The US drug regulator in a letter on September 1, 2020, told the drugmaker that the FDA investigators found lapses in the plant as there were no adequate cleaning procedures to prevent contamination or carry-over of a material that would alter the quality of the API. Representatives from the US FDA carried out inspection of the drug manufacturing facility of Mylan's Unit 7 at Pashamylaram, in Sangareddy District, during February 24-28, 2020.
The FDA said in the letter that "in addition to your lack of cleaning records, your cleaning validation and verification programme for non- dedicated manufacturing and storage equipment are inadequate. Until you correct all deviations completely and we confirm your compliance with CGMP, FDA may withhold approval of any new drug applications or supplements listing your firm as a drug manufacturer."
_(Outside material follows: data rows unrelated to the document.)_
//! Hyper middleware that applies [`CorsEngine`] decisions around an inner
//! route service, following the layering from hyper's
//! [server middleware guide](https://hyper.rs/guides/1/server/middleware/).

use std::future::Future;
use std::pin::Pin;
use std::sync::Arc;

use http_body_util::Full;
use hyper::body::Bytes;
use hyper::header::{HeaderMap, HeaderName, HeaderValue, VARY};
use hyper::service::Service;
use hyper::{Request, Response, StatusCode};
use tracing::{debug, warn};

use crate::constants::header;
use crate::context::RequestContext;
use crate::engine::CorsEngine;
use crate::headers::Headers;
use crate::result::CorsDecision;

type BoxFuture<T> = Pin<Box<dyn Future<Output = T> + Send>>;

pub type Body = Full<Bytes>;

#[derive(Clone)]
pub struct CorsService<S> {
    inner: S,
    engine: Arc<CorsEngine>,
}

impl<S> CorsService<S> {
    pub fn new(engine: Arc<CorsEngine>, inner: S) -> Self {
        Self { inner, engine }
    }
}

impl<S, B> Service<Request<B>> for CorsService<S>
where
    S: Service<Request<B>, Response = Response<Body>>,
    S::Future: Send + 'static,
    S::Error: Send + 'static,
{
    type Response = Response<Body>;
    type Error = S::Error;
    type Future = BoxFuture<Result<Self::Response, Self::Error>>;

    fn call(&self, req: Request<B>) -> Self::Future {
        let decision = {
            let ctx = request_context(&req);
            let decision = self.engine.check(&ctx);
            debug!(
                method = %req.method(),
                path = req.uri().path(),
                origin = ctx.origin.unwrap_or("-"),
                verdict = decision.label(),
                "cors decision"
            );
            decision
        };

        match decision {
            CorsDecision::Passthrough => Box::pin(self.inner.call(req)),
            CorsDecision::Preflight(result) => {
                let status = StatusCode::from_u16(result.status).unwrap_or_else(|_| {
                    warn!(status = result.status, "invalid preflight status, using 204");
                    StatusCode::NO_CONTENT
                });
                let response = empty_response(status, &result.headers);
                Box::pin(async move { Ok(response) })
            }
            CorsDecision::Rejected(result) if result.short_circuit => {
                let response = empty_response(StatusCode::FORBIDDEN, &result.headers);
                Box::pin(async move { Ok(response) })
            }
            CorsDecision::Rejected(result) => with_headers(self.inner.call(req), result.headers),
            CorsDecision::Simple(result) => with_headers(self.inner.call(req), result.headers),
        }
    }
}

fn with_headers<F, E>(future: F, headers: Headers) -> BoxFuture<Result<Response<Body>, E>>
where
    F: Future<Output = Result<Response<Body>, E>> + Send + 'static,
    E: 'static,
{
    Box::pin(async move {
        let mut response = future.await?;
        apply_headers(response.headers_mut(), &headers);
        Ok(response)
    })
}

fn empty_response(status: StatusCode, headers: &Headers) -> Response<Body> {
    let mut response = Response::new(Full::new(Bytes::new()));
    *response.status_mut() = status;
    apply_headers(response.headers_mut(), headers);
    response
}

/// Copies engine headers onto a response. `Vary` is appended so entries set
/// by the handler survive; everything else replaces.
fn apply_headers(map: &mut HeaderMap, headers: &Headers) {
    for (name, value) in headers {
        let (Ok(header_name), Ok(header_value)) = (
            HeaderName::try_from(name.as_str()),
            HeaderValue::from_str(value),
        ) else {
            warn!(header = %name, "skipping CORS header that is not representable");
            continue;
        };

        if header_name == VARY {
            map.append(header_name, header_value);
        } else {
            map.insert(header_name, header_value);
        }
    }
}

fn request_context<B>(request: &Request<B>) -> RequestContext<'_> {
    let headers = request.headers();

    RequestContext {
        method: request.method().as_str(),
        origin: header_value(headers, header::ORIGIN),
        access_control_request_method: header_value(
            headers,
            header::ACCESS_CONTROL_REQUEST_METHOD,
        ),
        access_control_request_headers: header_value(
            headers,
            header::ACCESS_CONTROL_REQUEST_HEADERS,
        ),
    }
}

/// Header values that are not visible ASCII are treated as absent.
fn header_value<'a>(headers: &'a HeaderMap, name: &str) -> Option<&'a str> {
    headers.get(name).and_then(|value| value.to_str().ok())
}

#[cfg(test)]
#[path = "service_test.rs"]
mod service_test;
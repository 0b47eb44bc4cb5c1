use std::convert::Infallible;
use std::future::{Ready, ready};

use http_body_util::Full;
use hyper::body::Bytes;
use hyper::header::{CONTENT_TYPE, HeaderValue};
use hyper::service::Service;
use hyper::{Method, Request, Response, StatusCode};

use crate::constants::INDEX_BODY;
use crate::service::Body;

const HTML: &str = "text/html; charset=utf-8";
const PLAIN: &str = "text/plain; charset=utf-8";

/// The server's only route: `GET /` (and `HEAD /`).
#[derive(Clone, Copy, Debug, Default)]
pub struct Routes;

impl<B> Service<Request<B>> for Routes {
    type Response = Response<Body>;
    type Error = Infallible;
    type Future = Ready<Result<Self::Response, Self::Error>>;

    fn call(&self, req: Request<B>) -> Self::Future {
        let response = match (req.method(), req.uri().path()) {
            (&Method::GET | &Method::HEAD, "/") => index(),
            _ => not_found(),
        };

        ready(Ok(response))
    }
}

fn index() -> Response<Body> {
    text_response(StatusCode::OK, HTML, INDEX_BODY)
}

fn not_found() -> Response<Body> {
    text_response(StatusCode::NOT_FOUND, PLAIN, "Not Found")
}

fn text_response(
    status: StatusCode,
    content_type: &'static str,
    body: &'static str,
) -> Response<Body> {
    let mut response = Response::new(Full::new(Bytes::from_static(body.as_bytes())));
    *response.status_mut() = status;
    response
        .headers_mut()
        .insert(CONTENT_TYPE, HeaderValue::from_static(content_type));
    response
}

#[cfg(test)]
#[path = "routes_test.rs"]
mod routes_test;
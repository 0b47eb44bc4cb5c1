//! Loading a [`PolicyConfig`] from a JSON document.
//!
//! Keys follow the names used by the policy itself (`allowedOrigins`,
//! `allowedMethods`, `allowedHeaders`, `exposedHeaders`, `allowCredentials`,
//! `maxAgeSeconds`). The option names of the express `cors` middleware
//! (`origin`, `methods`, `headers`, `credentials`, `maxAge`) are accepted as
//! aliases so existing `cors.json` files keep working. As there, `"origin": true`
//! reflects the request origin rather than answering `*`, so it may be paired
//! with credentials. Unknown keys are ignored.
//!
//! ```json
//! {
//!   "allowedOrigins": ["https://app.example.com"],
//!   "allowedMethods": ["GET", "POST"],
//!   "allowCredentials": true,
//!   "maxAgeSeconds": 600
//! }
//! ```

use std::fs;
use std::io;
use std::path::{Path, PathBuf};

use serde::Deserialize;
use thiserror::Error;
use tracing::{debug, info};

use crate::allowed_headers::AllowedHeaders;
use crate::allowed_methods::AllowedMethods;
use crate::exposed_headers::ExposedHeaders;
use crate::origin::AllowedOrigins;
use crate::policy::{PolicyConfig, ValidationError};
use crate::util::split_list;

const WILDCARD: &str = "*";
const INLINE_SOURCE: &str = "<inline>";

/// Startup failures. Each one is fatal: the server must not bind.
#[derive(Debug, Error)]
pub enum ConfigError {
    #[error("CORS configuration not found at {}", .path.display())]
    NotFound {
        path: PathBuf,
        #[source]
        source: io::Error,
    },
    #[error("CORS configuration at {} could not be parsed: {source}", .path.display())]
    Parse {
        path: PathBuf,
        #[source]
        source: serde_json::Error,
    },
    #[error("CORS configuration is invalid: {0}")]
    Invalid(#[from] ValidationError),
}

#[derive(Debug, Deserialize)]
#[serde(rename_all = "camelCase")]
struct PolicyDocument {
    #[serde(default, alias = "origin")]
    allowed_origins: Option<OriginSetting>,
    #[serde(default, alias = "methods")]
    allowed_methods: Option<ListSetting>,
    #[serde(default, alias = "headers")]
    allowed_headers: Option<ListSetting>,
    #[serde(default)]
    exposed_headers: Option<ListSetting>,
    #[serde(default, alias = "credentials")]
    allow_credentials: Option<bool>,
    #[serde(default, alias = "maxAge")]
    max_age_seconds: Option<u64>,
    #[serde(default)]
    options_success_status: Option<u16>,
    #[serde(default)]
    reject_unallowed_origins: Option<bool>,
}

#[derive(Debug, Deserialize)]
#[serde(untagged)]
enum OriginSetting {
    Flag(bool),
    One(String),
    Many(Vec<String>),
}

#[derive(Debug, Deserialize)]
#[serde(untagged)]
enum ListSetting {
    Joined(String),
    Items(Vec<String>),
}

impl ListSetting {
    fn into_items(self) -> Vec<String> {
        match self {
            ListSetting::Joined(value) => split_list(&value).map(str::to_string).collect(),
            ListSetting::Items(values) => values,
        }
    }
}

impl From<OriginSetting> for AllowedOrigins {
    fn from(setting: OriginSetting) -> Self {
        match setting {
            OriginSetting::Flag(true) => AllowedOrigins::reflect(),
            OriginSetting::Flag(false) => AllowedOrigins::none(),
            OriginSetting::One(value) if value.trim() == WILDCARD => AllowedOrigins::any(),
            OriginSetting::One(value) => AllowedOrigins::list([value]),
            OriginSetting::Many(values) if values.iter().any(|v| v.trim() == WILDCARD) => {
                AllowedOrigins::any()
            }
            OriginSetting::Many(values) => AllowedOrigins::list(values),
        }
    }
}

impl PolicyDocument {
    fn into_policy(self) -> PolicyConfig {
        let defaults = PolicyConfig::default();

        PolicyConfig {
            allowed_origins: self
                .allowed_origins
                .map(AllowedOrigins::from)
                .unwrap_or(defaults.allowed_origins),
            allowed_methods: self
                .allowed_methods
                .map(|setting| AllowedMethods::list(setting.into_items()))
                .unwrap_or(defaults.allowed_methods),
            allowed_headers: self
                .allowed_headers
                .map(|setting| AllowedHeaders::list(setting.into_items()))
                .unwrap_or(defaults.allowed_headers),
            exposed_headers: self
                .exposed_headers
                .map(|setting| ExposedHeaders::list(setting.into_items()))
                .unwrap_or(defaults.exposed_headers),
            allow_credentials: self.allow_credentials.unwrap_or(defaults.allow_credentials),
            max_age: self.max_age_seconds.or(defaults.max_age),
            options_success_status: self
                .options_success_status
                .unwrap_or(defaults.options_success_status),
            reject_unallowed_origins: self
                .reject_unallowed_origins
                .unwrap_or(defaults.reject_unallowed_origins),
        }
    }
}

/// Reads and validates the policy stored at `path`.
pub fn load(path: impl AsRef<Path>) -> Result<PolicyConfig, ConfigError> {
    let path = path.as_ref();
    debug!(path = %path.display(), "reading CORS configuration");

    let text = fs::read_to_string(path).map_err(|source| ConfigError::NotFound {
        path: path.to_path_buf(),
        source,
    })?;

    let policy = parse(&text, path)?;
    info!(
        path = %path.display(),
        origins = ?policy.allowed_origins,
        methods = ?policy.allowed_methods.values(),
        credentials = policy.allow_credentials,
        max_age = ?policy.max_age,
        "loaded CORS policy"
    );
    Ok(policy)
}

/// Parses and validates a policy document held in memory.
pub fn from_json(text: &str) -> Result<PolicyConfig, ConfigError> {
    parse(text, Path::new(INLINE_SOURCE))
}

fn parse(text: &str, path: &Path) -> Result<PolicyConfig, ConfigError> {
    let document: PolicyDocument =
        serde_json::from_str(text).map_err(|source| ConfigError::Parse {
            path: path.to_path_buf(),
            source,
        })?;

    let policy = document.into_policy();
    policy.validate()?;
    Ok(policy)
}

#[cfg(test)]
#[path = "config_test.rs"]
mod config_test;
However, Mylan shrugged it off, while responding to FDA's warning Letter. Mylan in a statement said, "it doesn't anticipate any interruption in manufacturing and distribution at the site.
"The US Food and Drug Administration issued a Warning Letter to Mylan's API manufacturer, Mylan Laboratories Ltd Unit 7, in which no interruption in manufacturing and distribution is anticipated at the site, no significant commercial impact is expected and no significant launches are planned for Unit 7 in 2020," Mylan said. Mylan further said the response to the letter will be submitted within the required time period of 15 working days.
Mylan's plant at Pashamylaram makes active ingredients for drugs. USFDA found that it hadn't taken the proper precautions to ensure solvents it used didn't contain impurities, including failing to adequately test the raw materials. The FDA has recommended Mylan Chief Executive Officer to hire a consultant to help the generic drugmaker improve its manufacturing practices.
Mylan further stated that extensive testing of the active pharmaceutical ingredients (APIs) has been performed for the presence of nitrosamine impurities and no evidence of cross contamination was identified. "We take very seriously our continued and comprehensive oversight of Mylan's entire manufacturing network," said Mylan.